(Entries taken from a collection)
==========

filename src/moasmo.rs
//! MO-ASMO epoch driver (component G): fit a fresh surrogate on accumulated
//! history, search it with the inner NSGA-II kernel, then hand back the most
//! diverse candidates for real evaluation. Grounded in
//! `dmosopt.MOASMO.optimization`/`xinit`/`onestep`/`get_best`.

use log::info;
use ndarray::{Array1, Array2, ArrayView2, Axis};

use crate::error::SurrogateFitError;
use crate::feasibility::FeasibilityModel;
use crate::non_dominated_sort::{crowding_distance, fast_non_dominated_sort};
use crate::nsga2::{self, Nsga2Config, ObjectiveModel};
use crate::random::RandomGenerator;
use crate::sampling::glp::GoodLatticePointSampler;
use crate::sampling::latin_hypercube::LatinHypercubeSampler;
use crate::sampling::{InitialMethod, Sampler, rescale};
use crate::space::ParameterSpace;
use crate::surrogate::{Surrogate, SurrogateOptions};
use crate::termination::Termination;

/// Wraps a fitted [`Surrogate`] so it can stand in for the real objective
/// inside the inner NSGA-II kernel.
struct SurrogateModel<'a> {
    surrogate: &'a Surrogate,
}

impl ObjectiveModel for SurrogateModel<'_> {
    fn evaluate(&self, x: ndarray::ArrayView1<f64>) -> Array1<f64> {
        let row = x.insert_axis(Axis(0));
        self.surrogate.predict(row).row(0).to_owned()
    }
}

/// One completed MO-ASMO epoch: the surrogate's predicted Pareto front, and
/// the subset of it selected for real evaluation next.
#[derive(Debug, Clone)]
pub struct EpochResult {
    /// Rank-0 front of the surrogate-optimized population.
    pub best_x: Array2<f64>,
    pub best_y: Array2<f64>,
    /// The full accumulated surrogate-side search trace (every generation).
    pub all_x: Array2<f64>,
    pub all_y: Array2<f64>,
    /// The most diverse `N_resample` points from `best_x`/`best_y`, to be
    /// dispatched for real evaluation.
    pub x_resample: Array2<f64>,
    pub y_resample: Array2<f64>,
}

/// Runs one MO-ASMO epoch against accumulated history `(x, y)` for a single
/// problem: fit a surrogate, search it, then pick the `⌊pop ·
/// resample_fraction⌋` most diverse rank-0 points by crowding distance.
#[allow(clippy::too_many_arguments)]
pub fn epoch(
    space: &ParameterSpace,
    x: ArrayView2<f64>,
    y: ArrayView2<f64>,
    nsga2_config: &Nsga2Config,
    resample_fraction: f64,
    surrogate_options: &SurrogateOptions,
    feasibility: Option<&dyn FeasibilityModel>,
    termination: Option<&mut dyn Termination>,
    rng: &mut impl RandomGenerator,
) -> Result<EpochResult, SurrogateFitError> {
    let surrogate = Surrogate::fit(space, x, y, surrogate_options, rng)?;
    let model = SurrogateModel {
        surrogate: &surrogate,
    };

    let lb = space.lower_bounds();
    let ub = space.upper_bounds();
    let result = nsga2::optimize(
        &model,
        &lb,
        &ub,
        nsga2_config,
        feasibility,
        termination,
        rng,
    );

    let fronts = fast_non_dominated_sort(result.best_y.view());
    let rank0 = fronts.first().cloned().unwrap_or_default();
    let best_x = result.best_x.select(Axis(0), &rank0);
    let best_y = result.best_y.select(Axis(0), &rank0);

    let n_resample = ((nsga2_config.pop as f64) * resample_fraction).floor() as usize;
    let n_resample = n_resample.min(best_x.nrows());

    let distance = crowding_distance(best_y.view());
    let mut order: Vec<usize> = (0..best_y.nrows()).collect();
    order.sort_by(|&a, &b| distance[b].partial_cmp(&distance[a]).unwrap());
    let pick: Vec<usize> = order.into_iter().take(n_resample).collect();

    info!(
        "epoch: fit surrogate on {} points, rank-0 front has {} points, resampling {}",
        x.nrows(),
        best_x.nrows(),
        pick.len()
    );

    let x_resample = best_x.select(Axis(0), &pick);
    let y_resample = best_y.select(Axis(0), &pick);

    Ok(EpochResult {
        best_x,
        best_y,
        all_x: result.all_x,
        all_y: result.all_y,
        x_resample,
        y_resample,
    })
}

/// Builds the `Ninit = n_initial * d` GLP-seeded initial sample, already
/// rescaled to `space`'s bounds. Matches `dmosopt.MOASMO.xinit`: `n_previous`
/// subtracts points already drawn (e.g. from restored history), returning
/// `None` once the quota is already met.
pub fn initial_sample(
    space: &ParameterSpace,
    n_initial: usize,
    n_previous: usize,
    maxiter: usize,
    method: InitialMethod,
    rng: &mut impl RandomGenerator,
) -> Option<Array2<f64>> {
    let d = space.dim();
    let n_total = n_initial.saturating_mul(d);
    let n_remaining = n_total.saturating_sub(n_previous);
    if n_remaining == 0 {
        return None;
    }

    let unit = match method {
        InitialMethod::Glp => GoodLatticePointSampler::new(maxiter).sample(n_remaining, d, rng),
        InitialMethod::LatinHypercube => LatinHypercubeSampler.sample(n_remaining, d, rng),
    };
    let lb = space.lower_bounds();
    let ub = space.upper_bounds();
    Some(rescale(
        &unit,
        lb.as_slice().expect("lower bounds must be contiguous"),
        ub.as_slice().expect("upper bounds must be contiguous"),
    ))
}

/// Extracts the rank-0 (non-dominated) subset of an arbitrary accumulated
/// `(x, y)` pair, with an optional parallel `f` (feature) array selected by
/// the same row mask. Matches `dmosopt.MOASMO.get_best`, usable outside of a
/// [`crate::strategy::PerProblemStrategy`] for ad hoc analysis.
pub fn get_best(
    x: ArrayView2<f64>,
    y: ArrayView2<f64>,
    f: Option<ArrayView2<f64>>,
) -> (Array2<f64>, Array2<f64>, Option<Array2<f64>>) {
    let fronts = fast_non_dominated_sort(y);
    let rank0 = fronts.first().cloned().unwrap_or_default();
    let best_x = x.select(Axis(0), &rank0);
    let best_y = y.select(Axis(0), &rank0);
    let best_f = f.map(|f| f.select(Axis(0), &rank0));
    (best_x, best_y, best_f)
}
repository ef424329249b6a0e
pub mod linalg;
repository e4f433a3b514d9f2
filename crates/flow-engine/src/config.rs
//! Engine configuration.

use serde::Deserialize;
use std::time::Duration;

/// Engine configuration loaded from environment variables.
///
/// Environment variables are prefixed with `FLOW_ENGINE_`:
/// - `FLOW_ENGINE_SERVICE_URL`: Base URL of the backend step services (default: "http://localhost:8082")
/// - `FLOW_ENGINE_API_TOKEN`: Bearer token sent to the backend services (optional)
/// - `FLOW_ENGINE_REQUEST_TIMEOUT_SECS`: HTTP request timeout (default: 30)
/// - `FLOW_ENGINE_DEFAULT_STEP_TIMEOUT_MS`: Step timeout when a flow sets none (default: 30000)
/// - `FLOW_ENGINE_EVENT_BUFFER`: Capacity of each execution's update channel (default: 128)
#[derive(Debug, Clone, Deserialize)]
pub struct EngineConfig {
    /// Backend service base URL
    #[serde(default = "default_service_url")]
    pub service_url: String,

    /// Bearer token for the backend services
    #[serde(default)]
    pub api_token: Option<String>,

    /// HTTP request timeout in seconds
    #[serde(default = "default_request_timeout_secs")]
    pub request_timeout_secs: u64,

    /// Step timeout used when the flow does not configure one
    #[serde(default = "default_step_timeout_ms")]
    pub default_step_timeout_ms: u64,

    /// Buffered updates per execution watcher
    #[serde(default = "default_event_buffer")]
    pub event_buffer: usize,
}

fn default_service_url() -> String {
    "http://localhost:8082".to_string()
}

fn default_request_timeout_secs() -> u64 {
    30
}

fn default_step_timeout_ms() -> u64 {
    30_000
}

fn default_event_buffer() -> usize {
    128
}

impl EngineConfig {
    /// Load configuration from environment variables.
    pub fn from_env() -> Result<Self, envy::Error> {
        envy::prefixed("FLOW_ENGINE_").from_env::<EngineConfig>()
    }

    /// HTTP request timeout.
    pub fn request_timeout(&self) -> Duration {
        Duration::from_secs(self.request_timeout_secs)
    }

    /// Fallback step timeout.
    pub fn default_step_timeout(&self) -> Duration {
        Duration::from_millis(self.default_step_timeout_ms)
    }
}

impl Default for EngineConfig {
    fn default() -> Self {
        Self {
            service_url: default_service_url(),
            api_token: None,
            request_timeout_secs: default_request_timeout_secs(),
            default_step_timeout_ms: default_step_timeout_ms(),
            event_buffer: default_event_buffer(),
        }
    }
}
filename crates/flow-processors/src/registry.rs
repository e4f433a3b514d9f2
//! Step processor registry and dispatch.

use async_trait::async_trait;
use std::collections::BTreeMap;
use std::sync::Arc;
use tokio_util::sync::CancellationToken;

use crate::context::ExecutionContext;
use crate::error::ProcessingError;
use crate::step::{Step, StepKind};

/// Turns a step's declarative configuration into an output value.
#[async_trait]
pub trait StepProcessor: Send + Sync {
    /// The step kind this processor handles.
    fn kind(&self) -> StepKind;

    /// Reject a malformed step before any work is attempted.
    fn validate(&self, step: &Step) -> Result<(), ProcessingError>;

    /// Carry out the step against its backing service.
    async fn process(
        &self,
        step: &Step,
        ctx: &ExecutionContext,
        cancel: CancellationToken,
    ) -> Result<serde_json::Value, ProcessingError>;
}

/// Fixed lookup table from step kind to processor.
#[derive(Clone)]
pub struct ProcessorRegistry {
    processors: BTreeMap<StepKind, Arc<dyn StepProcessor>>,
}

impl ProcessorRegistry {
    /// Create an empty registry.
    pub fn new() -> Self {
        Self {
            processors: BTreeMap::new(),
        }
    }

    /// Register a processor, replacing any previous one for the same kind.
    pub fn register<P: StepProcessor + 'static>(&mut self, processor: P) {
        self.processors.insert(processor.kind(), Arc::new(processor));
    }

    /// Get the processor for a kind.
    pub fn get(&self, kind: StepKind) -> Option<Arc<dyn StepProcessor>> {
        self.processors.get(&kind).cloned()
    }

    /// Check if a kind has a processor.
    pub fn has(&self, kind: StepKind) -> bool {
        self.processors.contains_key(&kind)
    }

    /// Registered kinds.
    pub fn kinds(&self) -> Vec<StepKind> {
        self.processors.keys().copied().collect()
    }

    /// Kinds with no processor registered.
    pub fn missing_kinds(&self) -> Vec<StepKind> {
        StepKind::ALL
            .iter()
            .copied()
            .filter(|k| !self.has(*k))
            .collect()
    }

    /// Look up, validate and run the processor for `step`.
    pub async fn process(
        &self,
        step: &Step,
        ctx: &ExecutionContext,
        cancel: CancellationToken,
    ) -> Result<serde_json::Value, ProcessingError> {
        let processor = self
            .get(step.kind)
            .ok_or(ProcessingError::NotRegistered(step.kind))?;
        processor.validate(step)?;
        processor.process(step, ctx, cancel).await
    }
}

impl Default for ProcessorRegistry {
    fn default() -> Self {
        Self::new()
    }
}

impl std::fmt::Debug for ProcessorRegistry {
    fn fmt(&self, f: &mut std::fmt::Formatter<'_>) -> std::fmt::Result {
        f.debug_struct("ProcessorRegistry")
            .field("processors", &self.kinds())
            .finish()
    }
}
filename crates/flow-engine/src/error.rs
//! Error types for the flow engine.

use thiserror::Error;
use uuid::Uuid;

/// Errors returned by engine operations.
///
/// Step failures are never reported here: they are recorded on the
/// execution's step records and surface through its final status.
#[derive(Error, Debug)]
pub enum EngineError {
    /// The flow definition is structurally invalid
    #[error("Invalid flow definition: {0}")]
    InvalidFlow(String),

    /// No active execution with this id
    #[error("Execution not found: {0}")]
    NotFound(Uuid),

    /// Flow definition could not be parsed
    #[error("Parse error: {0}")]
    Parse(String),

    /// Configuration error
    #[error("Configuration error: {0}")]
    Config(String),

    /// Background run task failed to complete
    #[error("Run task failed: {0}")]
    Join(String),
}

/// Result type alias using EngineError.
pub type EngineResult<T> = Result<T, EngineError>;

impl From<serde_yaml::Error> for EngineError {
    fn from(err: serde_yaml::Error) -> Self {
        EngineError::Parse(err.to_string())
    }
}

impl From<envy::Error> for EngineError {
    fn from(err: envy::Error) -> Self {
        EngineError::Config(err.to_string())
    }
}

impl From<tokio::task::JoinError> for EngineError {
    fn from(err: tokio::task::JoinError) -> Self {
        EngineError::Join(err.to_string())
    }
}
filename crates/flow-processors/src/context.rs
//! Execution context threaded through one flow run.

use serde::{Deserialize, Serialize};
use std::collections::HashMap;
use uuid::Uuid;

use crate::error::ProcessingError;
use crate::step::Step;

/// Mutable scratch state for a single execution.
///
/// Contains everything a processor may read while handling a step:
/// - Flow and execution identifiers
/// - Variable bindings (flow variables merged with caller overrides)
/// - Results of previously completed steps
/// - The step currently executing and a free-form metadata bag
#[derive(Debug, Clone, Serialize, Deserialize)]
#[serde(rename_all = "camelCase")]
pub struct ExecutionContext {
    /// Flow being executed.
    pub flow_id: String,

    /// Execution identifier.
    pub execution_id: Uuid,

    /// Variable bindings.
    #[serde(default)]
    pub variables: HashMap<String, serde_json::Value>,

    /// Step outputs keyed by step id. Each entry is written once.
    #[serde(default)]
    step_results: HashMap<String, serde_json::Value>,

    /// Step currently executing.
    #[serde(skip_serializing_if = "Option::is_none")]
    pub current_step: Option<String>,

    /// Free-form metadata.
    #[serde(default)]
    pub metadata: HashMap<String, serde_json::Value>,
}

impl ExecutionContext {
    /// Create an empty context for an execution.
    pub fn new(flow_id: impl Into<String>, execution_id: Uuid) -> Self {
        Self {
            flow_id: flow_id.into(),
            execution_id,
            variables: HashMap::new(),
            step_results: HashMap::new(),
            current_step: None,
            metadata: HashMap::new(),
        }
    }

    /// Seed variables from the flow definition, then layer overrides on top.
    pub fn with_variables(
        mut self,
        variables: &HashMap<String, serde_json::Value>,
        overrides: &HashMap<String, serde_json::Value>,
    ) -> Self {
        self.merge_variables(variables);
        self.merge_variables(overrides);
        self
    }

    /// Set a variable value.
    pub fn set_variable(&mut self, name: impl Into<String>, value: serde_json::Value) {
        self.variables.insert(name.into(), value);
    }

    /// Get a variable value.
    pub fn get_variable(&self, name: &str) -> Option<&serde_json::Value> {
        self.variables.get(name)
    }

    /// Merge a map of variables into this context.
    pub fn merge_variables(&mut self, other: &HashMap<String, serde_json::Value>) {
        for (k, v) in other {
            self.variables.insert(k.clone(), v.clone());
        }
    }

    /// Store a step's output. Fails if the step already has a result.
    pub fn record_result(
        &mut self,
        step_id: &str,
        value: serde_json::Value,
    ) -> Result<(), ProcessingError> {
        if self.step_results.contains_key(step_id) {
            return Err(ProcessingError::Validation(format!(
                "result for step '{}' already recorded",
                step_id
            )));
        }
        self.step_results.insert(step_id.to_string(), value);
        Ok(())
    }

    /// Output of a previously completed step.
    pub fn step_result(&self, step_id: &str) -> Option<&serde_json::Value> {
        self.step_results.get(step_id)
    }

    /// Number of steps with a recorded result.
    pub fn result_count(&self) -> usize {
        self.step_results.len()
    }

    /// Input for a step: the output of its first dependency, or null.
    pub fn input_for(&self, step: &Step) -> serde_json::Value {
        step.primary_dependency()
            .and_then(|dep| self.step_results.get(dep))
            .cloned()
            .unwrap_or(serde_json::Value::Null)
    }

    /// Mark the step currently executing.
    pub fn set_current_step(&mut self, step_id: Option<&str>) {
        self.current_step = step_id.map(|s| s.to_string());
    }

    /// Set a metadata entry.
    pub fn set_metadata(&mut self, key: impl Into<String>, value: serde_json::Value) {
        self.metadata.insert(key.into(), value);
    }
}

#[cfg(test)]
mod tests {
    use super::*;
    use crate::step::StepKind;

    fn ctx() -> ExecutionContext {
        ExecutionContext::new("orders-sync", Uuid::nil())
    }

    #[test]
    fn test_context_variables_override() {
        let mut flow_vars = HashMap::new();
        flow_vars.insert("region".to_string(), serde_json::json!("eu"));
        flow_vars.insert("batch".to_string(), serde_json::json!(100));

        let mut overrides = HashMap::new();
        overrides.insert("batch".to_string(), serde_json::json!(5));

        let ctx = ctx().with_variables(&flow_vars, &overrides);
        assert_eq!(ctx.get_variable("region"), Some(&serde_json::json!("eu")));
        assert_eq!(ctx.get_variable("batch"), Some(&serde_json::json!(5)));
        assert_eq!(ctx.get_variable("missing"), None);
    }

    #[test]
    fn test_record_result_is_write_once() {
        let mut ctx = ctx();
        ctx.record_result("fetch", serde_json::json!({"rows": 3})).unwrap();

        let err = ctx.record_result("fetch", serde_json::json!({})).unwrap_err();
        assert!(matches!(err, ProcessingError::Validation(_)));
        assert_eq!(ctx.step_result("fetch"), Some(&serde_json::json!({"rows": 3})));
        assert_eq!(ctx.result_count(), 1);
    }

    #[test]
    fn test_input_for_uses_first_dependency() {
        let mut ctx = ctx();
        ctx.record_result("a", serde_json::json!("from-a")).unwrap();
        ctx.record_result("b", serde_json::json!("from-b")).unwrap();

        let step = Step::new("c", "C", StepKind::Adapter).depends_on("a").depends_on("b");
        assert_eq!(ctx.input_for(&step), serde_json::json!("from-a"));

        let step = Step::new("d", "D", StepKind::Adapter);
        assert_eq!(ctx.input_for(&step), serde_json::Value::Null);

        let step = Step::new("e", "E", StepKind::Adapter).depends_on("missing");
        assert_eq!(ctx.input_for(&step), serde_json::Value::Null);
    }

    #[test]
    fn test_context_serialization() {
        let mut ctx = ctx();
        ctx.set_current_step(Some("fetch"));
        let json = serde_json::to_string(&ctx).unwrap();
        assert!(json.contains("\"flowId\":\"orders-sync\""));
        assert!(json.contains("\"currentStep\":\"fetch\""));
    }
}
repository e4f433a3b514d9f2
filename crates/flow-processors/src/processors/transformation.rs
//! Data transformation processor.

use async_trait::async_trait;
use serde::{Deserialize, Serialize};
use std::sync::Arc;
use tokio_util::sync::CancellationToken;

use super::{parse_config, require_non_empty};
use crate::context::ExecutionContext;
use crate::error::ProcessingError;
use crate::registry::StepProcessor;
use crate::step::{Step, StepKind};
use crate::transport::{ServiceKind, ServiceTransport};

/// Transformation step configuration.
#[derive(Debug, Clone, Serialize, Deserialize)]
#[serde(rename_all = "camelCase")]
pub struct TransformationConfig {
    /// Transformation type tag (e.g. "mapping", "filter", "script").
    #[serde(alias = "type")]
    pub transformation_type: String,
}

/// Step configuration without the type tag, as sent to the service.
fn settings_of(step: &Step) -> serde_json::Value {
    match &step.config {
        serde_json::Value::Object(map) => serde_json::Value::Object(
            map.iter()
                .filter(|(k, _)| k.as_str() != "transformationType" && k.as_str() != "type")
                .map(|(k, v)| (k.clone(), v.clone()))
                .collect(),
        ),
        other => other.clone(),
    }
}

/// Runs a transformation through the transformation execution service.
pub struct TransformationProcessor {
    transport: Arc<dyn ServiceTransport>,
}

impl TransformationProcessor {
    /// Create a new transformation processor.
    pub fn new(transport: Arc<dyn ServiceTransport>) -> Self {
        Self { transport }
    }
}

#[async_trait]
impl StepProcessor for TransformationProcessor {
    fn kind(&self) -> StepKind {
        StepKind::Transformation
    }

    fn validate(&self, step: &Step) -> Result<(), ProcessingError> {
        let config: TransformationConfig = parse_config(step)?;
        require_non_empty(step, "transformationType", &config.transformation_type)
    }

    async fn process(
        &self,
        step: &Step,
        ctx: &ExecutionContext,
        cancel: CancellationToken,
    ) -> Result<serde_json::Value, ProcessingError> {
        let config: TransformationConfig = parse_config(step)?;

        let request = serde_json::json!({
            "stepId": step.id,
            "executionId": ctx.execution_id,
            "transformationType": config.transformation_type,
            "configuration": settings_of(step),
            "input": ctx.input_for(step),
        });

        tracing::debug!(
            execution_id = %ctx.execution_id,
            step_id = %step.id,
            transformation_type = %config.transformation_type,
            "Running transformation"
        );

        self.transport
            .call(ServiceKind::Transformation, request, cancel)
            .await
    }
}
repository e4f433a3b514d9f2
//! Transport double shared by processor tests.

use async_trait::async_trait;
use std::sync::Mutex;
use tokio_util::sync::CancellationToken;

use crate::error::ProcessingError;
use crate::transport::{ServiceKind, ServiceTransport};

/// Records every request and answers with a fixed response.
pub(crate) struct RecordingTransport {
    response: Result<serde_json::Value, ProcessingError>,
    pub(crate) calls: Mutex<Vec<(ServiceKind, serde_json::Value)>>,
}

impl RecordingTransport {
    pub(crate) fn ok(value: serde_json::Value) -> Self {
        Self {
            response: Ok(value),
            calls: Mutex::new(Vec::new()),
        }
    }

    pub(crate) fn failing(error: ProcessingError) -> Self {
        Self {
            response: Err(error),
            calls: Mutex::new(Vec::new()),
        }
    }

    pub(crate) fn last_call(&self) -> (ServiceKind, serde_json::Value) {
        self.calls
            .lock()
            .unwrap()
            .last()
            .cloned()
            .expect("no call recorded")
    }
}

#[async_trait]
impl ServiceTransport for RecordingTransport {
    async fn call(
        &self,
        service: ServiceKind,
        request: serde_json::Value,
        _cancel: CancellationToken,
    ) -> Result<serde_json::Value, ProcessingError> {
        self.calls.lock().unwrap().push((service, request));
        self.response.clone()
    }
}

==========

_Requirement_
The required output is the entries from their opening line through the line holding "evaluation. Grounded in", repeated exactly, with both end lines kept.

_Answer space_
filename src/moasmo.rs
//! MO-ASMO epoch driver (component G): fit a fresh surrogate on accumulated
//! history, search it with the inner NSGA-II kernel, then hand back the most
//! diverse candidates for real evaluation. Grounded in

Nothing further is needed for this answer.